Not only had a way of life vanished with the dissolution of the community, but inflation was putting a severe crimp in John's way of living. The company for which he worked had taken very little notice of his first degree and none whatsoever of his second. The president of the company had told him to be patient that he had something in mind for him; but for four more years had not broached the subject again. How patient is one supposed to be? But thanks to friends (one in particular), word had spread that, perhaps, John had outgrown his position and would be receptive to new opportunities. Thus it was that two months after we had finished school, a call came at noon one day inviting John to fly far away to interview for a new venture. On March 31, the family picked up their pastor in Delhi and traveled to the airport in Monroe. Brother Clarke was leaving for a convention as John headed west to Dallas to catch a plane to Omaha. Rita and the kids drove on to Texas in the Fairlane after depositing the men at Selman Field.

A private plane met John at Omaha and carried him over to the Sandhills, where he met friendly, hard-working people with whom he felt comfortable and readily compatible. Long years of struggle seemed to be worth while at last. Before leaving home, Rita (coldly calculating only when the occasion demands) had assessed their situation and told John not to accept an offer below a certain amount. Miraculously, the salary offered matched Rita's figure exactly. Money was very secondary to John, however; but he was impressed with the consideration which his prospective employer showed towards employees as people, and not just another factor of production. After agreeing to meet in Raleigh, North Carolina the following weekend to investigate the proposed venture, John retraced his route as far as Dallas.

Rita and the kids had spent the night with her sister in Texas, and were anxiously awaiting John when he stepped off the 727 at Love Field. They were thrilled at the news of the successful interview, but just a little apprehensive when they learned that Rita would be going with her husband the very next weekend to decide whether to accept the new challenge. No one knew at that happy reunion just what a real challenge lay in store.

The following weekend Rita and John left the Fairlane in the parking lot at Jackson, Mississippi, while they flew to a very cold rendezvous in North Carolina. That state was in the grip of a late freeze, in stark contrast to a warm Louisiana where the giant oak trees at Tendal were in full leaf and the grass had already been mowed more than once. Rita had not dressed for the low temperatures, but was charming nevertheless as they dined sumptuously at the invitation of their prospective boss that bitterly cold Friday night.

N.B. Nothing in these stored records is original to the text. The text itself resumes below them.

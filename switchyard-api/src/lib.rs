//! Switchyard API - Service Replica
//!
//! One stateless replica of the train booking service. It exposes REST
//! endpoints (Axum) for trains, bookings and lobbies, accepts topology pushes
//! from the observer, and relays resource events to WebSocket subscribers.
//!
//! Every request acquires a database session through the
//! [`ConnectionRouter`]: writes go to the current primary, reads to a random
//! secondary. Collection reads go through the read-through cache and are
//! invalidated by committed writes.

pub mod config;
pub mod db;
pub mod error;
pub mod macros;
pub mod routes;
pub mod services;
pub mod state;
pub mod telemetry;
pub mod ws;

// Re-export commonly used types
pub use config::{ApiConfig, DbBackend};
pub use db::{
    ConnectionRouter, Connector, DbSession, MemoryConnector, PgConnector, PgConnectorConfig, Role,
    ScopedSession,
};
pub use error::{ApiError, ApiResult, ErrorCode};
pub use routes::create_api_router;
pub use services::ServiceContext;
pub use state::AppState;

Saturday was one long, apprehensive trip east by rental car. Each change in scenery seemed to be for the worse. Tobacco barns marred the rural landscape until finally even the tobacco belt had been passed. In mid afternoon the three travelers passed beyond the edge of permanent settlements to the nearest habitation to the wilderness which they had come so far to see. Had it not been for the graciousness of the hospitality shown by Dick and Blanche Spurlock, John would have gladly spent the night journeying straight back to Louisiana. He had seen nothing to tempt him to move his little family from the banks of Tensas River. It was not the fine meal that evening that kept him awake all night. It is one thing for a man to go into a dismal wilderness to vie with nature for dominance of the land, but quite another to contemplate dragging his wife and three school-age children beyond the boundaries of civilization. The land which John was asked to develop was so far into the swamp that Rita didn't get to see the near side of it, and the interior and far side were too remote for access by anyone without a helicopter.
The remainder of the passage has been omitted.